Having access to immediate treatment during emergencies such as allergic reactions or a chemical attack is critical. Although autoinjectors are already on the market to address these situations, a concept devised by two doctors takes the idea a step further by providing a mechanism to adjust medication dosage and needle depth based on a patient's size and age.
“A limitation with current autoinjectors is that they're fixed single-dose devices,” says William Bozeman, MD, of Wake Forest University (Winston Salem, NC). “A fixed dose is inappropriate and potentially dangerous in a lot of situations.” Bozeman developed the device concept with Robert Luten, MD, a professor of emergency medicine at the University of Florida's College of Medicine.
Part of the autoinjector designed by the doctors is similar to devices on the market. A storage area holds the medication, a plunger deploys upon hitting the trigger, and a spring-loaded needle delivers the drug into the patient. The design aspect that differs is a spiral internal mechanism that adjusts the medication dose as the user turns the knob. As the stop moves, it adjusts the depth of the needle that emerges. An indicator allows the user to match the size and age of the patient.
Bozeman explains that some medications have negative side effects and can be fatal if overdosed. Similarly, getting too little of a dose won't treat a condition properly and can result in death, especially with an allergic reaction.
Inadequate needle length is another problem with autoinjectors. If the device contains the correct amount of medicine but doesn't go deep enough, the medication could be delivered to the wrong area and thus would be ineffective.

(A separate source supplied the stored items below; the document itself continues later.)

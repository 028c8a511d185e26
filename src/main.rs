mod display;

use std::collections::HashMap;
use std::fs::File;
use std::io::{stdout, BufWriter, Write};
use std::path::PathBuf;
use std::sync::{mpsc, Mutex};
use std::thread;

use anyhow::{Context, Result};
use clap::Parser;
use crossterm::{
    cursor,
    event::{
        self, Event, KeyCode, KeyEvent, KeyEventKind, KeyModifiers, KeyboardEnhancementFlags,
        PopKeyboardEnhancementFlags, PushKeyboardEnhancementFlags,
    },
    style::{self, Color, Print},
    terminal, ExecutableCommand, QueueableCommand,
};
use rand::rngs::StdRng;
use rand::SeedableRng;
use tracing_subscriber::EnvFilter;

use taco_invasion::clock::{Clock, FixedStep, SystemClock};
use taco_invasion::compute::{Game, InputSnapshot};
use taco_invasion::config::{Tunables, TICKS_PER_SECOND};
use taco_invasion::highscore::{FileHighscore, HighscoreStore};
use taco_invasion::snapshot::DeathScreen;
use taco_invasion::waves::WaveTable;

type TerminalGame = Game<WaveTable, FileHighscore, StdRng>;

/// Top-down arena shooter in the terminal.
#[derive(Parser, Debug)]
#[command(version, about)]
struct Args {
    /// Wave configuration file.
    #[arg(long, default_value = "data/WaveData.json")]
    waves: PathBuf,

    /// File holding the highscore.
    #[arg(long, default_value = "data/highscore.txt")]
    highscore: PathBuf,

    /// Write logs here.  Without it logs are discarded.
    #[arg(long)]
    log_file: Option<PathBuf>,

    /// Seed for a reproducible game.
    #[arg(long)]
    seed: Option<u64>,
}

/// Render every Nth tick.
const RENDER_EVERY: u64 = 4;

// ── Held-key tracking ────────────────────────────────────────────────────────

/// A key counts as held if its last press/repeat arrived within this many
/// ticks (≈133 ms at 120 ticks/s).  Terminals without release events rely on
/// OS key repeat to keep refreshing it.
const HOLD_WINDOW: u64 = 16;

fn is_held(key_tick: &HashMap<KeyCode, u64>, key: &KeyCode, tick: u64) -> bool {
    key_tick
        .get(key)
        .map(|&last| tick.saturating_sub(last) <= HOLD_WINDOW)
        .unwrap_or(false)
}

fn any_held(key_tick: &HashMap<KeyCode, u64>, keys: &[KeyCode], tick: u64) -> bool {
    keys.iter().any(|k| is_held(key_tick, k, tick))
}

fn read_input(key_tick: &HashMap<KeyCode, u64>, tick: u64) -> InputSnapshot {
    use KeyCode::{Char, Down, Left, Right, Up};
    InputSnapshot {
        left: any_held(key_tick, &[Left, Char('a'), Char('A')], tick),
        right: any_held(key_tick, &[Right, Char('d'), Char('D')], tick),
        up: any_held(key_tick, &[Up, Char('w'), Char('W')], tick),
        down: any_held(key_tick, &[Down, Char('s'), Char('S')], tick),
        fire: is_held(key_tick, &Char(' '), tick),
    }
}

// ── Menu ─────────────────────────────────────────────────────────────────────

enum MenuResult {
    Play,
    Quit,
}

fn show_menu<W: Write>(
    out: &mut W,
    rx: &mpsc::Receiver<Event>,
    highscore: u32,
) -> std::io::Result<MenuResult> {
    out.queue(terminal::Clear(terminal::ClearType::All))?;

    let (width, height) = terminal::size()?;
    let cx = width / 2;
    let cy = height / 2;

    let lines: &[(&str, Color)] = &[
        ("TACO  INVASION", Color::Yellow),
        ("", Color::Reset),
        ("[Enter] Play", Color::Green),
        ("[Q]     Quit", Color::Red),
        ("", Color::Reset),
        ("WASD / arrows : Move   SPACE : Shoot", Color::DarkGrey),
    ];
    let start = cy.saturating_sub(lines.len() as u16 / 2 + 1);
    for (i, (text, color)) in lines.iter().enumerate() {
        out.queue(cursor::MoveTo(
            cx.saturating_sub(text.chars().count() as u16 / 2),
            start + i as u16,
        ))?;
        out.queue(style::SetForegroundColor(*color))?;
        out.queue(Print(*text))?;
    }

    if highscore > 0 {
        let best = format!("Highscore: {}", highscore);
        out.queue(cursor::MoveTo(
            cx.saturating_sub(best.chars().count() as u16 / 2),
            start.saturating_sub(2),
        ))?;
        out.queue(style::SetForegroundColor(Color::Cyan))?;
        out.queue(Print(&best))?;
    }

    out.queue(style::ResetColor)?;
    out.flush()?;

    loop {
        match rx.recv() {
            Ok(Event::Key(KeyEvent {
                code,
                kind: KeyEventKind::Press,
                ..
            })) => match code {
                KeyCode::Enter | KeyCode::Char('p') | KeyCode::Char('P') => {
                    return Ok(MenuResult::Play)
                }
                KeyCode::Char('q') | KeyCode::Char('Q') | KeyCode::Esc => {
                    return Ok(MenuResult::Quit)
                }
                _ => {}
            },
            Ok(_) => {}
            Err(_) => return Ok(MenuResult::Quit),
        }
    }
}

// ── Game loop ────────────────────────────────────────────────────────────────

enum LoopExit {
    Quit,
    Menu,
}

/// Runs until the player quits or leaves the death screen for the menu.
fn game_loop<W: Write>(
    out: &mut W,
    game: &mut TerminalGame,
    clock: &SystemClock,
    rx: &mpsc::Receiver<Event>,
) -> Result<LoopExit> {
    let mut key_tick: HashMap<KeyCode, u64> = HashMap::new();
    let mut pacer = FixedStep::per_second(TICKS_PER_SECOND);
    let mut tick: u64 = 0;

    loop {
        tick += 1;
        let now = clock.now_ms();
        let death_shown = matches!(game.snapshot(now).death_screen, DeathScreen::Shown { .. });

        while let Ok(ev) = rx.try_recv() {
            let Event::Key(KeyEvent {
                code,
                kind,
                modifiers,
                ..
            }) = ev
            else {
                continue;
            };
            match kind {
                KeyEventKind::Press => {
                    key_tick.insert(code, tick);
                    match code {
                        KeyCode::Char('q') | KeyCode::Char('Q') | KeyCode::Esc => {
                            return Ok(LoopExit::Quit);
                        }
                        KeyCode::Char('c') if modifiers.contains(KeyModifiers::CONTROL) => {
                            return Ok(LoopExit::Quit);
                        }
                        KeyCode::Char('r') | KeyCode::Char('R') if death_shown => {
                            game.respawn(now).context("reloading wave 1")?;
                            key_tick.clear();
                        }
                        KeyCode::Char('m') | KeyCode::Char('M') if death_shown => {
                            return Ok(LoopExit::Menu);
                        }
                        _ => {}
                    }
                }
                KeyEventKind::Repeat => {
                    key_tick.insert(code, tick);
                }
                KeyEventKind::Release => {
                    key_tick.remove(&code);
                }
            }
        }

        let input = read_input(&key_tick, tick);
        game.tick(&input, now).context("advancing the game")?;

        if tick % RENDER_EVERY == 0 {
            display::render(out, &game.snapshot(now))?;
        }

        pacer.wait();
    }
}

// ── Entry point ──────────────────────────────────────────────────────────────

fn init_logging(path: Option<&PathBuf>) -> Result<()> {
    let Some(path) = path else {
        return Ok(());
    };
    let file = File::create(path)
        .with_context(|| format!("creating log file {}", path.display()))?;
    tracing_subscriber::fmt()
        .with_env_filter(
            EnvFilter::try_from_default_env().unwrap_or_else(|_| EnvFilter::new("info")),
        )
        .with_writer(Mutex::new(file))
        .with_ansi(false)
        .init();
    Ok(())
}

fn main() -> Result<()> {
    let args = Args::parse();
    init_logging(args.log_file.as_ref())?;

    let waves = WaveTable::from_path(&args.waves)
        .with_context(|| format!("loading waves from {}", args.waves.display()))?;
    let store = FileHighscore::new(&args.highscore);
    let rng = match args.seed {
        Some(seed) => StdRng::seed_from_u64(seed),
        None => StdRng::from_entropy(),
    };
    let tunables = Tunables::from_env();
    let clock = SystemClock::new();
    let mut game = Game::new(waves, store, rng, tunables, clock.now_ms())
        .context("validating wave data")?;

    let mut out = BufWriter::new(stdout());
    terminal::enable_raw_mode()?;
    out.execute(terminal::EnterAlternateScreen)?;
    out.execute(cursor::Hide)?;

    // Terminals speaking the kitty protocol report key releases; others
    // fall back to the hold window.
    let keyboard_enhanced = out
        .execute(PushKeyboardEnhancementFlags(
            KeyboardEnhancementFlags::REPORT_EVENT_TYPES,
        ))
        .is_ok();

    let (tx, rx) = mpsc::channel::<Event>();
    thread::spawn(move || {
        while let Ok(ev) = event::read() {
            if tx.send(ev).is_err() {
                break;
            }
        }
    });

    let result = run(&mut out, &mut game, &clock, &rx);

    if keyboard_enhanced {
        let _ = out.execute(PopKeyboardEnhancementFlags);
    }
    let _ = out.execute(cursor::Show);
    let _ = out.execute(terminal::LeaveAlternateScreen);
    let _ = terminal::disable_raw_mode();

    result
}

fn run<W: Write>(
    out: &mut W,
    game: &mut TerminalGame,
    clock: &SystemClock,
    rx: &mpsc::Receiver<Event>,
) -> Result<()> {
    loop {
        match show_menu(out, rx, game.highscore().read())? {
            MenuResult::Quit => break,
            MenuResult::Play => {
                game.respawn(clock.now_ms()).context("starting a new game")?;
                tracing::info!("game started");
                if let LoopExit::Quit = game_loop(out, game, clock, rx)? {
                    break;
                }
            }
        }
    }
    Ok(())
}
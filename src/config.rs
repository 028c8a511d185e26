//! Tunable timings and play-area size.
//!
//! `Tunables::default()` gives the standard arcade timings.  `from_env` lets a
//! player or a test harness override single values without a config file.

use std::env;

pub const DEFAULT_WIDTH: f32 = 1920.0;
pub const DEFAULT_HEIGHT: f32 = 1080.0;
pub const TICKS_PER_SECOND: u32 = 120;

const DEFAULT_FIRE_COOLDOWN_MS: u64 = 500;
const DEFAULT_SPAWN_COOLDOWN_MS: u64 = 1500;
const DEFAULT_HIT_COOLDOWN_MS: u64 = 750;
const DEFAULT_FLASH_TOGGLE_MS: u64 = 75;
const DEFAULT_FLASH_MARGIN_MS: u64 = 150;
const DEFAULT_WAVE_PAUSE_MS: u64 = 1000;
const DEFAULT_DEATH_SCREEN_DELAY_MS: u64 = 1250;

/// How enemy bullets pick their heading.
#[derive(Clone, Copy, Debug, PartialEq, Eq)]
pub enum BulletAim {
    /// Heading toward the player's centre is computed once, at spawn.
    FixedAtSpawn,
    /// Heading is recomputed every tick toward the player's current centre.
    Homing,
}

#[derive(Clone, Debug, PartialEq)]
pub struct Tunables {
    pub width: f32,
    pub height: f32,
    pub fire_cooldown_ms: u64,
    pub spawn_cooldown_ms: u64,
    /// Player invulnerability window after a hit.
    pub hit_cooldown_ms: u64,
    pub flash_toggle_ms: u64,
    /// The flash stops this long before the invulnerability window closes.
    pub flash_margin_ms: u64,
    /// Pause between a wave's last kill and the next wave.
    pub wave_pause_ms: u64,
    pub death_screen_delay_ms: u64,
    pub enemy_bullet_aim: BulletAim,
}

impl Default for Tunables {
    fn default() -> Self {
        Self {
            width: DEFAULT_WIDTH,
            height: DEFAULT_HEIGHT,
            fire_cooldown_ms: DEFAULT_FIRE_COOLDOWN_MS,
            spawn_cooldown_ms: DEFAULT_SPAWN_COOLDOWN_MS,
            hit_cooldown_ms: DEFAULT_HIT_COOLDOWN_MS,
            flash_toggle_ms: DEFAULT_FLASH_TOGGLE_MS,
            flash_margin_ms: DEFAULT_FLASH_MARGIN_MS,
            wave_pause_ms: DEFAULT_WAVE_PAUSE_MS,
            death_screen_delay_ms: DEFAULT_DEATH_SCREEN_DELAY_MS,
            enemy_bullet_aim: BulletAim::FixedAtSpawn,
        }
    }
}

impl Tunables {
    /// Defaults overridden by `TACO_*` environment variables.
    pub fn from_env() -> Self {
        let d = Self::default();
        let aim = match env::var("TACO_ENEMY_BULLET_AIM").ok().as_deref() {
            None => d.enemy_bullet_aim,
            Some("fixed") => BulletAim::FixedAtSpawn,
            Some("homing") => BulletAim::Homing,
            Some(other) => {
                tracing::warn!(
                    "TACO_ENEMY_BULLET_AIM={:?} is not \"fixed\" or \"homing\". Using default.",
                    other
                );
                d.enemy_bullet_aim
            }
        };

        Self {
            width: read_env("TACO_WIDTH", d.width, positive_size),
            height: read_env("TACO_HEIGHT", d.height, positive_size),
            fire_cooldown_ms: read_env("TACO_FIRE_COOLDOWN_MS", d.fire_cooldown_ms, nonzero),
            spawn_cooldown_ms: read_env("TACO_SPAWN_COOLDOWN_MS", d.spawn_cooldown_ms, nonzero),
            hit_cooldown_ms: read_env("TACO_HIT_COOLDOWN_MS", d.hit_cooldown_ms, nonzero),
            flash_toggle_ms: read_env("TACO_FLASH_TOGGLE_MS", d.flash_toggle_ms, nonzero),
            flash_margin_ms: d.flash_margin_ms,
            wave_pause_ms: read_env("TACO_WAVE_PAUSE_MS", d.wave_pause_ms, |_| true),
            death_screen_delay_ms: d.death_screen_delay_ms,
            enemy_bullet_aim: aim,
        }
    }

    /// Window after a hit during which the player blinks.
    pub fn flash_window_ms(&self) -> u64 {
        self.hit_cooldown_ms.saturating_sub(self.flash_margin_ms)
    }
}

fn positive_size(value: &f32) -> bool {
    value.is_finite() && *value > 0.0
}

fn nonzero(value: &u64) -> bool {
    *value > 0
}

/// Parsed value of `key`.  Falls back to `default` when the variable is
/// missing or its value fails to parse or fails `valid`.
fn read_env<T>(key: &str, default: T, valid: impl Fn(&T) -> bool) -> T
where
    T: std::str::FromStr + std::fmt::Debug,
{
    let Ok(raw) = env::var(key) else {
        return default;
    };
    match raw.trim().parse::<T>().ok().filter(|value| valid(value)) {
        Some(value) => value,
        None => {
            tracing::warn!("{}={:?} is not valid. Using default {:?}.", key, raw, default);
            default
        }
    }
}
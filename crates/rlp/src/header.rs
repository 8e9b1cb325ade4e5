//! The length-prefix framing shared by the encoder and the decoder.

use crate::DecodeError;
use bytes::BufMut;

/// Prefix of the empty string, and the base of short string prefixes.
pub const EMPTY_STRING_CODE: u8 = 0x80;

/// Prefix of the empty list, and the base of short list prefixes.
pub const EMPTY_LIST_CODE: u8 = 0xC0;

/// Base of long string prefixes: `0xB7 + length of the length`.
pub const LONG_STRING_CODE: u8 = 0xB7;

/// Base of long list prefixes: `0xF7 + length of the length`.
pub const LONG_LIST_CODE: u8 = 0xF7;

/// Largest payload that is framed with a single prefix byte.
pub const MAX_SHORT_PAYLOAD: usize = 55;

/// The header of an RLP item.
///
/// A single byte in `0x00..=0x7F` is its own encoding and has no header on the wire; decoding
/// it yields a string header with a payload length of 1 that starts at the prefix byte itself.
#[derive(Clone, Copy, Debug, Default, PartialEq, Eq)]
pub struct Header {
    /// True if list, false otherwise.
    pub list: bool,
    /// Length of the payload in bytes.
    pub payload_length: usize,
}

impl Header {
    /// Creates a string header.
    pub const fn string(payload_length: usize) -> Self {
        Self { list: false, payload_length }
    }

    /// Creates a list header.
    pub const fn list(payload_length: usize) -> Self {
        Self { list: true, payload_length }
    }

    /// Decodes an RLP header from the given buffer, advancing it to the start of the payload.
    ///
    /// A single byte below `0x80` is its own payload, so the buffer is not advanced for it. On
    /// success the declared payload is guaranteed to fit in the remaining buffer.
    ///
    /// # Errors
    ///
    /// Returns an error if the buffer is too short or the header is not canonical.
    pub fn decode(buf: &mut &[u8]) -> Result<Self, DecodeError> {
        let (header, payload_start) = Self::decode_at(buf, 0, buf.len())?;
        *buf = &buf[payload_start..];
        Ok(header)
    }

    /// Decodes the header of the item starting at `pos`, where `end` bounds the enclosing
    /// region: `input.len()` at the top level, or the end of the enclosing list's payload.
    ///
    /// Returns the header and the offset at which its payload starts. The declared payload is
    /// guaranteed to fit within `pos..end`. Callers must uphold `pos <= end <= input.len()`.
    pub(crate) fn decode_at(
        input: &[u8],
        pos: usize,
        end: usize,
    ) -> Result<(Self, usize), DecodeError> {
        debug_assert!(pos <= end && end <= input.len());
        let region = &input[pos..end];
        let Some(&prefix) = region.first() else {
            return Err(overrun(input, pos, end, 1));
        };

        let (header, payload_start) = match prefix {
            0x00..=0x7F => return Ok((Self::string(1), pos)),

            EMPTY_STRING_CODE..=LONG_STRING_CODE => {
                let payload_length = (prefix - EMPTY_STRING_CODE) as usize;
                if payload_length == 1
                    && let Some(&byte) = region.get(1)
                    && byte < EMPTY_STRING_CODE
                {
                    return Err(DecodeError::NonCanonicalSingleByte { offset: pos, byte });
                }
                (Self::string(payload_length), pos + 1)
            }

            0xB8..=0xBF => {
                let (payload_length, start) =
                    decode_long_length(input, pos, end, prefix - LONG_STRING_CODE)?;
                (Self::string(payload_length), start)
            }

            EMPTY_LIST_CODE..=LONG_LIST_CODE => {
                (Self::list((prefix - EMPTY_LIST_CODE) as usize), pos + 1)
            }

            0xF8..=0xFF => {
                let (payload_length, start) =
                    decode_long_length(input, pos, end, prefix - LONG_LIST_CODE)?;
                (Self::list(payload_length), start)
            }
        };

        if header.payload_length > end - payload_start {
            let needed = (payload_start - pos).saturating_add(header.payload_length);
            return Err(overrun(input, pos, end, needed));
        }

        Ok((header, payload_start))
    }

    /// Encodes the header into the `out` buffer.
    pub fn encode(&self, out: &mut dyn BufMut) {
        if self.payload_length <= MAX_SHORT_PAYLOAD {
            let code = if self.list { EMPTY_LIST_CODE } else { EMPTY_STRING_CODE };
            out.put_u8(code + self.payload_length as u8);
        } else {
            let len_be = self.payload_length.to_be_bytes();
            let len_be = &len_be[self.payload_length.leading_zeros() as usize / 8..];
            let code = if self.list { LONG_LIST_CODE } else { LONG_STRING_CODE };
            out.put_u8(code + len_be.len() as u8);
            out.put_slice(len_be);
        }
    }

    /// Returns the length of the encoded header.
    pub const fn length(&self) -> usize {
        length_of_length(self.payload_length)
    }

    /// Returns the total length of the encoded header and payload.
    pub const fn length_with_payload(&self) -> usize {
        self.length() + self.payload_length
    }
}

/// Returns the number of bytes a header takes for a payload of the given length.
pub const fn length_of_length(payload_length: usize) -> usize {
    if payload_length <= MAX_SHORT_PAYLOAD {
        1
    } else {
        1 + size_of::<usize>() - payload_length.leading_zeros() as usize / 8
    }
}

/// Reads the big-endian length that follows a long-form prefix at `pos`.
///
/// Returns the length and the offset of the first payload byte.
fn decode_long_length(
    input: &[u8],
    pos: usize,
    end: usize,
    len_of_len: u8,
) -> Result<(usize, usize), DecodeError> {
    let len_of_len = len_of_len as usize;
    let start = pos + 1;
    let Some(len_bytes) = input[..end].get(start..start + len_of_len) else {
        return Err(overrun(input, pos, end, 1 + len_of_len));
    };

    // `len_of_len` is in 1..=8, so `len_bytes` is never empty
    if len_bytes[0] == 0 {
        return Err(DecodeError::LeadingZero { offset: start });
    }
    if len_of_len > size_of::<usize>() {
        return Err(DecodeError::Overflow { offset: start });
    }

    let length = len_bytes.iter().fold(0usize, |acc, &byte| (acc << 8) | byte as usize);
    if length <= MAX_SHORT_PAYLOAD {
        return Err(DecodeError::NonCanonicalSize { offset: pos, length });
    }

    Ok((length, start + len_of_len))
}

/// Builds the error for an item at `pos` that needs more than the `pos..end` region holds.
fn overrun(input: &[u8], pos: usize, end: usize, needed: usize) -> DecodeError {
    let remaining = end - pos;
    if end < input.len() {
        DecodeError::ListPayloadOverrun { offset: pos, needed, available: remaining }
    } else {
        DecodeError::InputTooShort { offset: pos, needed, remaining }
    }
}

The autoinjector designed by the team can administer a variety of medications, and it has self-administration capability, which is helpful for patients who take daily medications at home.
Another version of the device contains a dry-powder medication for long-term storage and a separate chamber with a liquid to reconstitute it. The user can mix the two chambers and then inject the drug.
The inventors have filed for a patent and are eager to work with a commercial entity that can create a prototype and conduct testing that can move the product into the market. Bozeman thinks the first use of the device will be to administer epinephrine.